▸ **Task description**
Every record must be restated exactly as written.
━━ Data for the task
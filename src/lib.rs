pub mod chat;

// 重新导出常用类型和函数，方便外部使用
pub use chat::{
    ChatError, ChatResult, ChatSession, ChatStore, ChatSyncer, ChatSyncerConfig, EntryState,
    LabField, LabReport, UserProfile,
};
━━━━
▸ **Completed exercise**
filename src/lib.rs
pub mod chat;

// 重新导出常用类型和函数，方便外部使用
pub use chat::{
    ChatError, ChatResult, ChatSession, ChatStore, ChatSyncer, ChatSyncerConfig, EntryState,
    LabField, LabReport, UserProfile,
};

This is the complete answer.